Transcatheter Arterial Catheter Embolization for Hepatocellular Cancer.


 

TACE, plus radiofrequency ablation, was superior to RFA alone in patients with liver-confined disease.

For patients with liver-limited, nonresectable hepatocellular cancer (HCC), treatment options include alcohol injection, radiofrequency ablation (RFA), and transcatheter arterial catheter embolization (TACE), with or without chemotherapy. However, the optimal therapy has not been clearly defined.

Now, Chinese investigators have conducted a single-institution, randomized trial to compare RFA, with or without TACE, in HCC patients with a solitary liver lesion ≤7 cm in size (or ≤3 lesions, each ≤3 cm in size), Child’s Pugh A or B liver disease, and no evidence of hepatic or portal venous invasion. All patients received RFA (up to 3 applications per session; an additional session was permitted if imaging indicated persistent viable tumor). For patients who received RFA plus TACE, hepatic artery infusion chemotherapy with carboplatin (300 mg) was followed by embolization with lipiodol (5 mL), epirubicin (50 mg), and mitomycin (8 mg) followed within 2 weeks by RFA. Of the nearly 2300 patients screened, 189 were treated. Most were male (89%) and positive for hepatitis B surface antigen (89%), and most had Child’s Pugh A liver disease (95%) and a solitary liver lesion (68%).

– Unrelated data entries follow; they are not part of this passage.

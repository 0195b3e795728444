//! Overrun warning.
//!
//! Large runs sometimes take far longer than estimated, most often because the
//! files are cloud-synced placeholders that have to be downloaded before they
//! can be read. The monitor only reports; it never interrupts anything.

use serde::Serialize;
use std::time::{Duration, Instant};

pub const DEFAULT_OVERRUN_THRESHOLD: f64 = 1.3;
pub const DEFAULT_POLL_INTERVAL: Duration = Duration::from_secs(1);

#[derive(Debug, Clone, Copy, Default, PartialEq, Serialize)]
pub struct OverrunStatus {
    pub overdue: bool,
    pub elapsed_ms: f64,
    /// How far past the estimate, zero until overdue.
    pub overrun_secs: f64,
}

#[derive(Debug, Clone)]
pub struct OverrunMonitor {
    estimate_ms: f64,
    started_at: Instant,
    threshold: f64,
    poll_interval: Duration,
    last_tick: Option<Instant>,
}

impl OverrunMonitor {
    pub fn new(estimate_ms: f64, started_at: Instant, threshold: f64, poll_interval: Duration) -> Self {
        let threshold = if threshold.is_finite() && threshold >= 1.0 {
            threshold
        } else {
            DEFAULT_OVERRUN_THRESHOLD
        };
        Self {
            estimate_ms: estimate_ms.max(0.0),
            started_at,
            threshold,
            poll_interval,
            last_tick: None,
        }
    }

    pub fn check(&self, now: Instant) -> OverrunStatus {
        let elapsed_ms = now.saturating_duration_since(self.started_at).as_secs_f64() * 1000.0;
        let overdue = elapsed_ms > self.estimate_ms * self.threshold;
        let overrun_secs = if overdue {
            (elapsed_ms - self.estimate_ms).max(0.0) / 1000.0
        } else {
            0.0
        };
        OverrunStatus {
            overdue,
            elapsed_ms,
            overrun_secs,
        }
    }

    /// Same as [`check`](Self::check), but only once per poll interval.
    pub fn tick(&mut self, now: Instant) -> Option<OverrunStatus> {
        if let Some(last) = self.last_tick {
            if now.saturating_duration_since(last) < self.poll_interval {
                return None;
            }
        }
        self.last_tick = Some(now);
        Some(self.check(now))
    }
}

Recurrence rates trended lower with TACE plus RFA compared with RFA alone (35.1% and 54.7%, respectively). Overall survival (OS; the primary endpoint) was significantly better with TACE plus RFA (hazard ratio, 0.525; P=0.002; 4-year OS rates, 61.8% vs. 45.0%). Recurrence-free survival (RFS) was also significantly better with TACE plus RFA (HR 0.575; P=0.009; 4-year RFS rates, 54.8% vs. 38.9%). Complication rates were similar in the two therapy arms.

Comment: These results support the combination of RFA and chemoembolization for selected patients with liver-confined HCC. Issues remaining to be resolved include the role of chemotherapy added to embolization compared with embolization alone. The large degree of patient exclusion after screening, the relatively small number of patients treated, and the conduction of the trial at a single institution call into question the extent to which the findings can be generalized.